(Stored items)
▽
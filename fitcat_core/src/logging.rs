//! Logging setup shared by the fitcat binaries.
//!
//! Output goes to stderr so command output on stdout stays scriptable.

use tracing_subscriber::{fmt, prelude::*, EnvFilter};

/// Initialize logging at WARN, overridable with RUST_LOG.
pub fn init() {
    init_with_level("warn")
}

/// Initialize logging with a specific default level
///
/// # Arguments
/// * `default_level` - Default filter directive (e.g. "info", "fitcat_core=debug")
///
/// RUST_LOG still wins when it is set.
pub fn init_with_level(default_level: &str) {
    let filter =
        EnvFilter::try_from_default_env().unwrap_or_else(|_| EnvFilter::new(default_level));

    // A second init (e.g. library embedded in a host that already logs) is not an error.
    let _ = tracing_subscriber::registry()
        .with(filter)
        .with(fmt::layer().compact().with_writer(std::io::stderr))
        .try_init();
}

/// Pick a default level from a repeated `-v` flag count.
pub fn level_for_verbosity(verbose: u8) -> &'static str {
    match verbose {
        0 => "warn",
        1 => "info",
        2 => "debug",
        _ => "trace",
    }
}

/// Initialize logging for testing (captures logs for test output)
#[cfg(test)]
pub fn init_test() {
    let _ = tracing_subscriber::fmt()
        .with_test_writer()
        .with_env_filter(EnvFilter::new("debug"))
        .try_init();
}
//! Command handling: parse arguments, run admission checks, execute.
//!
//! A [`Command`] supplies the per-kind behaviour. [`CommandHandler`] wraps it
//! with the shared lifecycle and exposes it as an object-safe [`Handler`]
//! that the [`HandlerRegistry`] dispatches to.

pub mod commands;
pub mod recorder;
pub mod registry;

use std::fmt;
use std::str::FromStr;
use std::sync::Arc;

use async_trait::async_trait;
use tracing::{debug, error, info, warn};

pub use self::recorder::Recorder;
pub use self::registry::HandlerRegistry;
use crate::error::{Error, Result};
use crate::interceptor::{Interceptor, Verdict};
use crate::model::PostDestination;
use crate::postman::Postman;

/// Every command the bot understands.
#[derive(Debug, Clone, Copy, PartialEq, Eq, Hash)]
pub enum HandlerKind {
    Illust,
    Ranking,
    RandomIllust,
    RandomUserIllust,
    RandomBookmark,
    RandomRecommended,
    RandomRelated,
    More,
}

impl HandlerKind {
    pub const ALL: [Self; 8] = [
        Self::Illust,
        Self::Ranking,
        Self::RandomIllust,
        Self::RandomUserIllust,
        Self::RandomBookmark,
        Self::RandomRecommended,
        Self::RandomRelated,
        Self::More,
    ];

    #[must_use]
    pub fn as_str(self) -> &'static str {
        match self {
            Self::Illust => "illust",
            Self::Ranking => "ranking",
            Self::RandomIllust => "random_illust",
            Self::RandomUserIllust => "random_user_illust",
            Self::RandomBookmark => "random_bookmark",
            Self::RandomRecommended => "random_recommended",
            Self::RandomRelated => "random_related",
            Self::More => "more",
        }
    }
}

impl fmt::Display for HandlerKind {
    fn fmt(&self, f: &mut fmt::Formatter<'_>) -> fmt::Result {
        f.write_str(self.as_str())
    }
}

impl FromStr for HandlerKind {
    type Err = String;

    fn from_str(s: &str) -> std::result::Result<Self, Self::Err> {
        Self::ALL
            .into_iter()
            .find(|k| k.as_str() == s)
            .ok_or_else(|| format!("unknown command '{s}'"))
    }
}

/// Why a request ended before execution.
#[derive(Debug, Clone, PartialEq, Eq)]
pub enum Rejection {
    BadRequest(String),
    Denied(Option<String>),
}

/// Terminal state of one request.
#[derive(Debug, Clone, PartialEq, Eq)]
pub enum Outcome {
    Done,
    /// The command is switched off in configuration.
    Disabled,
    Rejected(Rejection),
    Failed(Error),
}

/// Per-kind behaviour plugged into [`CommandHandler`].
#[async_trait]
pub trait Command: Send + Sync + 'static {
    type Args: Send + Sync;

    fn kind(&self) -> HandlerKind;

    fn enabled(&self) -> bool;

    /// Turn positional arguments into typed ones.
    ///
    /// # Errors
    ///
    /// Returns [`Error::BadRequest`] for missing or malformed arguments.
    async fn parse_args(&self, args: &[String], dest: &PostDestination) -> Result<Self::Args>;

    /// Override the number of items requested, for replays.
    fn set_count(&self, _args: &mut Self::Args, _count: usize) {}

    /// Arguments that reproduce this request later, or `None` if it
    /// cannot be repeated with "more".
    fn replay_args(&self, _args: &Self::Args) -> Option<Vec<String>> {
        None
    }

    /// Run the request and deliver its response. Returns the ids of the
    /// illusts that were sent.
    async fn execute(&self, args: Self::Args, dest: &PostDestination) -> Result<Vec<u64>>;
}

/// Object-safe face of a command, as stored in the registry.
#[async_trait]
pub trait Handler: Send + Sync {
    fn kind(&self) -> HandlerKind;

    /// Run the full lifecycle. At most one message is sent for a failed
    /// request, and none when `silent`.
    async fn handle(&self, args: &[String], dest: &PostDestination, silent: bool) -> Outcome;

    /// Repeat a recorded request with a new count, skipping admission checks.
    ///
    /// # Errors
    ///
    /// Returns the parse or execution error.
    async fn replay(&self, args: &[String], count: usize, dest: &PostDestination) -> Result<()>;
}

pub struct CommandHandler<C> {
    command: C,
    interceptor: Option<Interceptor>,
    postman: Arc<dyn Postman>,
    recorder: Arc<Recorder>,
}

impl<C: Command> CommandHandler<C> {
    #[must_use]
    pub fn new(command: C, postman: Arc<dyn Postman>, recorder: Arc<Recorder>) -> Self {
        Self {
            command,
            interceptor: None,
            postman,
            recorder,
        }
    }

    #[must_use]
    pub fn with_interceptor(mut self, interceptor: Interceptor) -> Self {
        self.interceptor = Some(interceptor);
        self
    }

    async fn notify(&self, text: &str, dest: &PostDestination, silent: bool) {
        if silent {
            return;
        }
        if let Err(e) = self.postman.send_plain_text(text, dest).await {
            warn!(command = %self.command.kind(), error = %e, "Failed to send reply");
        }
    }

    /// Execute and remember what was done for "more" and related queries.
    async fn run(&self, args: C::Args, dest: &PostDestination) -> Result<()> {
        let replay = self.command.replay_args(&args);
        let sent = self.command.execute(args, dest).await?;

        if let Some(replay) = replay {
            self.recorder.record_request(dest, self.command.kind(), replay);
        }
        if let [illust_id] = sent.as_slice() {
            self.recorder.record_response(dest, *illust_id);
        }
        Ok(())
    }
}

#[async_trait]
impl<C: Command> Handler for CommandHandler<C> {
    fn kind(&self) -> HandlerKind {
        self.command.kind()
    }

    async fn handle(&self, args: &[String], dest: &PostDestination, silent: bool) -> Outcome {
        let kind = self.command.kind();
        if !self.command.enabled() {
            debug!(command = %kind, "Command disabled");
            return Outcome::Disabled;
        }

        let parsed = match self.command.parse_args(args, dest).await {
            Ok(parsed) => parsed,
            Err(e) => {
                let message = e.user_message();
                debug!(command = %kind, ?args, error = %e, "Rejected arguments");
                self.notify(&message, dest, silent).await;
                return Outcome::Rejected(Rejection::BadRequest(message));
            }
        };

        if let Some(interceptor) = &self.interceptor {
            if let Verdict::Deny(message) = interceptor.check(dest).await {
                info!(command = %kind, user = ?dest.identifier(), "Request denied");
                if let Some(text) = &message {
                    self.notify(text, dest, silent).await;
                }
                return Outcome::Rejected(Rejection::Denied(message));
            }
        }

        match self.run(parsed, dest).await {
            Ok(()) => {
                debug!(command = %kind, "Request handled");
                Outcome::Done
            }
            Err(Error::BadRequest(message)) => {
                debug!(command = %kind, %message, "Request rejected during execution");
                self.notify(&message, dest, silent).await;
                Outcome::Rejected(Rejection::BadRequest(message))
            }
            Err(e) => {
                if e.is_retryable() {
                    error!(command = %kind, error = %e, "Request failed");
                } else {
                    warn!(command = %kind, error = %e, "Request failed");
                }
                self.notify(&e.user_message(), dest, silent).await;
                Outcome::Failed(e)
            }
        }
    }

    async fn replay(&self, args: &[String], count: usize, dest: &PostDestination) -> Result<()> {
        let mut parsed = self.command.parse_args(args, dest).await?;
        self.command.set_count(&mut parsed, count);
        self.run(parsed, dest).await
    }
}
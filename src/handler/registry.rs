use std::collections::HashMap;
use std::sync::Arc;

use tracing::debug;

use super::{Handler, HandlerKind, Outcome};
use crate::model::PostDestination;

/// Registry of command handlers, keyed by kind.
pub struct HandlerRegistry {
    handlers: HashMap<HandlerKind, Arc<dyn Handler>>,
}

impl HandlerRegistry {
    /// Create a new empty registry.
    #[must_use]
    pub fn new() -> Self {
        Self {
            handlers: HashMap::new(),
        }
    }

    /// Register a handler, replacing any previous one of the same kind.
    pub fn register(&mut self, handler: Arc<dyn Handler>) {
        self.handlers.insert(handler.kind(), handler);
    }

    #[must_use]
    pub fn get(&self, kind: HandlerKind) -> Option<&Arc<dyn Handler>> {
        self.handlers.get(&kind)
    }

    /// Registered kinds, in declaration order.
    #[must_use]
    pub fn kinds(&self) -> Vec<HandlerKind> {
        HandlerKind::ALL
            .into_iter()
            .filter(|k| self.handlers.contains_key(k))
            .collect()
    }

    /// Route a request to its handler. An unregistered kind counts as disabled.
    pub async fn dispatch(
        &self,
        kind: HandlerKind,
        args: &[String],
        dest: &PostDestination,
        silent: bool,
    ) -> Outcome {
        let Some(handler) = self.get(kind) else {
            debug!(command = %kind, "No handler registered");
            return Outcome::Disabled;
        };
        handler.handle(args, dest, silent).await
    }
}

impl Default for HandlerRegistry {
    fn default() -> Self {
        Self::new()
    }
}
△
Filter the entries down to the lines that hold "lifecycle". Copy those lines.

//! with the shared lifecycle and exposes it as an object-safe [`Handler`]
    /// Run the full lifecycle. At most one message is sent for a failed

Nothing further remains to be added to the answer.